> Exercise details: An exact transcript of all the records is required, with nothing left out.

[Records excerpted from a collection]
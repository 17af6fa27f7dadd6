// vault.rs
//! Vault de documentos y proyectos: registros, contrato de consulta y una
//! implementación en memoria.
use std::sync::atomic::{AtomicBool, Ordering};

use advisor_core::{DocumentSink, StoreError, UploadedFile};
use async_trait::async_trait;
use chrono::{DateTime, Utc};
use dashmap::DashMap;
use log::debug;
use serde::{Deserialize, Serialize};
use sha2::{Digest, Sha256};
use uuid::Uuid;

use crate::DomainError;

/// Documento almacenado en el vault. Pertenece como mucho a un proyecto.
#[derive(Debug, Clone, PartialEq, Eq, Serialize, Deserialize)]
#[serde(rename_all = "camelCase")]
pub struct VaultDocument {
    pub id: Uuid,
    pub name: String,
    #[serde(rename = "type")]
    pub doc_type: String,
    pub file_size: u64,
    #[serde(default, skip_serializing_if = "Option::is_none")]
    pub project_id: Option<Uuid>,
    pub uploaded_at: DateTime<Utc>,
    /// SHA-256 hex del contenido, si se conoce.
    #[serde(default, skip_serializing_if = "Option::is_none")]
    pub checksum: Option<String>,
}

/// Carpeta de proyecto del vault.
#[derive(Debug, Clone, PartialEq, Eq, Hash, Serialize, Deserialize)]
pub struct VaultProject {
    pub id: Uuid,
    pub name: String,
}

/// Consultas de sólo lectura sobre el vault.
#[async_trait]
pub trait VaultDirectory: Send + Sync {
    async fn list_documents(&self) -> Result<Vec<VaultDocument>, StoreError>;
    async fn list_projects(&self) -> Result<Vec<VaultProject>, StoreError>;
    async fn get_document(&self, document_id: Uuid) -> Result<Option<VaultDocument>, StoreError>;
    /// Proyecto padre del documento, o `None` si es un documento suelto.
    async fn project_for_document(&self, document_id: Uuid) -> Result<Option<VaultProject>, StoreError>;
    async fn documents_for_project(&self, project_id: Uuid) -> Result<Vec<VaultDocument>, StoreError>;
}

/// SHA-256 hex de un contenido.
pub fn content_checksum(bytes: &[u8]) -> String {
    let mut hasher = Sha256::new();
    hasher.update(bytes);
    format!("{:x}", hasher.finalize())
}

/// Tipo de documento a partir de la extensión del nombre ("pdf", "csv", ...).
pub fn doc_type_from_name(name: &str) -> String {
    match name.rsplit_once('.') {
        Some((stem, ext)) if !stem.is_empty() && !ext.is_empty() => ext.to_ascii_lowercase(),
        _ => "file".to_string(),
    }
}

/// Vault en memoria. También actúa como `DocumentSink`: un upload se guarda
/// como documento suelto con su checksum.
#[derive(Debug, Default)]
pub struct InMemoryVault {
    documents: DashMap<Uuid, VaultDocument>,
    projects: DashMap<Uuid, VaultProject>,
    offline: AtomicBool,
}

impl InMemoryVault {
    pub fn new() -> Self {
        Self::default()
    }

    pub fn add_project(&self, name: impl Into<String>) -> VaultProject {
        let project = VaultProject { id: Uuid::new_v4(),
                                     name: name.into() };
        self.projects.insert(project.id, project.clone());
        project
    }

    /// Registra un documento, opcionalmente dentro de un proyecto existente.
    pub fn add_document(&self,
                        name: impl Into<String>,
                        bytes: &[u8],
                        project_id: Option<Uuid>)
                        -> Result<VaultDocument, DomainError> {
        if let Some(pid) = project_id {
            if !self.projects.contains_key(&pid) {
                return Err(DomainError::ProjectNotFound(pid));
            }
        }
        let name = name.into();
        let doc = VaultDocument { id: Uuid::new_v4(),
                                  doc_type: doc_type_from_name(&name),
                                  name,
                                  file_size: bytes.len() as u64,
                                  project_id,
                                  uploaded_at: Utc::now(),
                                  checksum: Some(content_checksum(bytes)) };
        self.documents.insert(doc.id, doc.clone());
        Ok(doc)
    }

    /// Mueve un documento a otro proyecto (o lo deja suelto con `None`).
    pub fn move_document(&self, document_id: Uuid, project_id: Option<Uuid>) -> Result<(), DomainError> {
        if let Some(pid) = project_id {
            if !self.projects.contains_key(&pid) {
                return Err(DomainError::ProjectNotFound(pid));
            }
        }
        let mut doc = self.documents
                          .get_mut(&document_id)
                          .ok_or(DomainError::DocumentNotFound(document_id))?;
        doc.project_id = project_id;
        Ok(())
    }

    pub fn remove_document(&self, document_id: Uuid) -> Option<VaultDocument> {
        self.documents.remove(&document_id).map(|(_, d)| d)
    }

    /// Simula una caída del vault: todas las consultas fallan con
    /// `StoreError::Unavailable`.
    pub fn set_offline(&self, offline: bool) {
        self.offline.store(offline, Ordering::SeqCst);
    }

    pub fn document_count(&self) -> usize {
        self.documents.len()
    }

    fn ensure_online(&self) -> Result<(), StoreError> {
        if self.offline.load(Ordering::SeqCst) {
            return Err(StoreError::Unavailable("vault is offline".into()));
        }
        Ok(())
    }

    fn sorted(mut docs: Vec<VaultDocument>) -> Vec<VaultDocument> {
        docs.sort_by(|a, b| a.uploaded_at.cmp(&b.uploaded_at).then_with(|| a.name.cmp(&b.name)));
        docs
    }
}

#[async_trait]
impl VaultDirectory for InMemoryVault {
    async fn list_documents(&self) -> Result<Vec<VaultDocument>, StoreError> {
        self.ensure_online()?;
        Ok(Self::sorted(self.documents.iter().map(|d| d.clone()).collect()))
    }

    async fn list_projects(&self) -> Result<Vec<VaultProject>, StoreError> {
        self.ensure_online()?;
        let mut projects: Vec<VaultProject> = self.projects.iter().map(|p| p.clone()).collect();
        projects.sort_by(|a, b| a.name.cmp(&b.name));
        Ok(projects)
    }

    async fn get_document(&self, document_id: Uuid) -> Result<Option<VaultDocument>, StoreError> {
        self.ensure_online()?;
        Ok(self.documents.get(&document_id).map(|d| d.clone()))
    }

    async fn project_for_document(&self, document_id: Uuid) -> Result<Option<VaultProject>, StoreError> {
        self.ensure_online()?;
        let project_id = self.documents.get(&document_id).and_then(|d| d.project_id);
        Ok(project_id.and_then(|pid| self.projects.get(&pid).map(|p| p.clone())))
    }

    async fn documents_for_project(&self, project_id: Uuid) -> Result<Vec<VaultDocument>, StoreError> {
        self.ensure_online()?;
        Ok(Self::sorted(self.documents
                            .iter()
                            .filter(|d| d.project_id == Some(project_id))
                            .map(|d| d.clone())
                            .collect()))
    }
}

#[async_trait]
impl DocumentSink for InMemoryVault {
    async fn store_upload(&self, file: &UploadedFile) -> Result<Uuid, StoreError> {
        self.ensure_online()?;
        let doc = self.add_document(file.name.clone(), &file.bytes, None)
                      .map_err(|e| StoreError::Backend(e.to_string()))?;
        debug!("vault:upload document_id={} name={} size={}", doc.id, doc.name, doc.file_size);
        Ok(doc.id)
    }

    async fn discard_upload(&self, document_id: Uuid) -> Result<(), StoreError> {
        self.ensure_online()?;
        self.documents.remove(&document_id);
        Ok(())
    }
}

> Output for this task:
repository 17af6fa27f7dadd6
// vault.rs
//! Vault de documentos y proyectos: registros, contrato de consulta y una
//! implementación en memoria.
use std::sync::atomic::{AtomicBool, Ordering};

use advisor_core::{DocumentSink, StoreError, UploadedFile};
use async_trait::async_trait;
use chrono::{DateTime, Utc};
use dashmap::DashMap;
use log::debug;
use serde::{Deserialize, Serialize};
use sha2::{Digest, Sha256};
use uuid::Uuid;

use crate::DomainError;

/// Documento almacenado en el vault. Pertenece como mucho a un proyecto.
#[derive(Debug, Clone, PartialEq, Eq, Serialize, Deserialize)]
#[serde(rename_all = "camelCase")]
pub struct VaultDocument {
    pub id: Uuid,
    pub name: String,
    #[serde(rename = "type")]
    pub doc_type: String,
    pub file_size: u64,
    #[serde(default, skip_serializing_if = "Option::is_none")]
    pub project_id: Option<Uuid>,
    pub uploaded_at: DateTime<Utc>,
    /// SHA-256 hex del contenido, si se conoce.
    #[serde(default, skip_serializing_if = "Option::is_none")]
    pub checksum: Option<String>,
}

/// Carpeta de proyecto del vault.
#[derive(Debug, Clone, PartialEq, Eq, Hash, Serialize, Deserialize)]
pub struct VaultProject {
    pub id: Uuid,
    pub name: String,
}

/// Consultas de sólo lectura sobre el vault.
#[async_trait]
pub trait VaultDirectory: Send + Sync {
    async fn list_documents(&self) -> Result<Vec<VaultDocument>, StoreError>;
    async fn list_projects(&self) -> Result<Vec<VaultProject>, StoreError>;
    async fn get_document(&self, document_id: Uuid) -> Result<Option<VaultDocument>, StoreError>;
    /// Proyecto padre del documento, o `None` si es un documento suelto.
    async fn project_for_document(&self, document_id: Uuid) -> Result<Option<VaultProject>, StoreError>;
    async fn documents_for_project(&self, project_id: Uuid) -> Result<Vec<VaultDocument>, StoreError>;
}

/// SHA-256 hex de un contenido.
pub fn content_checksum(bytes: &[u8]) -> String {
    let mut hasher = Sha256::new();
    hasher.update(bytes);
    format!("{:x}", hasher.finalize())
}

/// Tipo de documento a partir de la extensión del nombre ("pdf", "csv", ...).
pub fn doc_type_from_name(name: &str) -> String {
    match name.rsplit_once('.') {
        Some((stem, ext)) if !stem.is_empty() && !ext.is_empty() => ext.to_ascii_lowercase(),
        _ => "file".to_string(),
    }
}

/// Vault en memoria. También actúa como `DocumentSink`: un upload se guarda
/// como documento suelto con su checksum.
#[derive(Debug, Default)]
pub struct InMemoryVault {
    documents: DashMap<Uuid, VaultDocument>,
    projects: DashMap<Uuid, VaultProject>,
    offline: AtomicBool,
}

impl InMemoryVault {
    pub fn new() -> Self {
        Self::default()
    }

    pub fn add_project(&self, name: impl Into<String>) -> VaultProject {
        let project = VaultProject { id: Uuid::new_v4(),
                                     name: name.into() };
        self.projects.insert(project.id, project.clone());
        project
    }

    /// Registra un documento, opcionalmente dentro de un proyecto existente.
    pub fn add_document(&self,
                        name: impl Into<String>,
                        bytes: &[u8],
                        project_id: Option<Uuid>)
                        -> Result<VaultDocument, DomainError> {
        if let Some(pid) = project_id {
            if !self.projects.contains_key(&pid) {
                return Err(DomainError::ProjectNotFound(pid));
            }
        }
        let name = name.into();
        let doc = VaultDocument { id: Uuid::new_v4(),
                                  doc_type: doc_type_from_name(&name),
                                  name,
                                  file_size: bytes.len() as u64,
                                  project_id,
                                  uploaded_at: Utc::now(),
                                  checksum: Some(content_checksum(bytes)) };
        self.documents.insert(doc.id, doc.clone());
        Ok(doc)
    }

    /// Mueve un documento a otro proyecto (o lo deja suelto con `None`).
    pub fn move_document(&self, document_id: Uuid, project_id: Option<Uuid>) -> Result<(), DomainError> {
        if let Some(pid) = project_id {
            if !self.projects.contains_key(&pid) {
                return Err(DomainError::ProjectNotFound(pid));
            }
        }
        let mut doc = self.documents
                          .get_mut(&document_id)
                          .ok_or(DomainError::DocumentNotFound(document_id))?;
        doc.project_id = project_id;
        Ok(())
    }

    pub fn remove_document(&self, document_id: Uuid) -> Option<VaultDocument> {
        self.documents.remove(&document_id).map(|(_, d)| d)
    }

    /// Simula una caída del vault: todas las consultas fallan con
    /// `StoreError::Unavailable`.
    pub fn set_offline(&self, offline: bool) {
        self.offline.store(offline, Ordering::SeqCst);
    }

    pub fn document_count(&self) -> usize {
        self.documents.len()
    }

    fn ensure_online(&self) -> Result<(), StoreError> {
        if self.offline.load(Ordering::SeqCst) {
            return Err(StoreError::Unavailable("vault is offline".into()));
        }
        Ok(())
    }

    fn sorted(mut docs: Vec<VaultDocument>) -> Vec<VaultDocument> {
        docs.sort_by(|a, b| a.uploaded_at.cmp(&b.uploaded_at).then_with(|| a.name.cmp(&b.name)));
        docs
    }
}

#[async_trait]
impl VaultDirectory for InMemoryVault {
    async fn list_documents(&self) -> Result<Vec<VaultDocument>, StoreError> {
        self.ensure_online()?;
        Ok(Self::sorted(self.documents.iter().map(|d| d.clone()).collect()))
    }

    async fn list_projects(&self) -> Result<Vec<VaultProject>, StoreError> {
        self.ensure_online()?;
        let mut projects: Vec<VaultProject> = self.projects.iter().map(|p| p.clone()).collect();
        projects.sort_by(|a, b| a.name.cmp(&b.name));
        Ok(projects)
    }

    async fn get_document(&self, document_id: Uuid) -> Result<Option<VaultDocument>, StoreError> {
        self.ensure_online()?;
        Ok(self.documents.get(&document_id).map(|d| d.clone()))
    }

    async fn project_for_document(&self, document_id: Uuid) -> Result<Option<VaultProject>, StoreError> {
        self.ensure_online()?;
        let project_id = self.documents.get(&document_id).and_then(|d| d.project_id);
        Ok(project_id.and_then(|pid| self.projects.get(&pid).map(|p| p.clone())))
    }

    async fn documents_for_project(&self, project_id: Uuid) -> Result<Vec<VaultDocument>, StoreError> {
        self.ensure_online()?;
        Ok(Self::sorted(self.documents
                            .iter()
                            .filter(|d| d.project_id == Some(project_id))
                            .map(|d| d.clone())
                            .collect()))
    }
}

#[async_trait]
impl DocumentSink for InMemoryVault {
    async fn store_upload(&self, file: &UploadedFile) -> Result<Uuid, StoreError> {
        self.ensure_online()?;
        let doc = self.add_document(file.name.clone(), &file.bytes, None)
                      .map_err(|e| StoreError::Backend(e.to_string()))?;
        debug!("vault:upload document_id={} name={} size={}", doc.id, doc.name, doc.file_size);
        Ok(doc.id)
    }

    async fn discard_upload(&self, document_id: Uuid) -> Result<(), StoreError> {
        self.ensure_online()?;
        self.documents.remove(&document_id);
        Ok(())
    }
}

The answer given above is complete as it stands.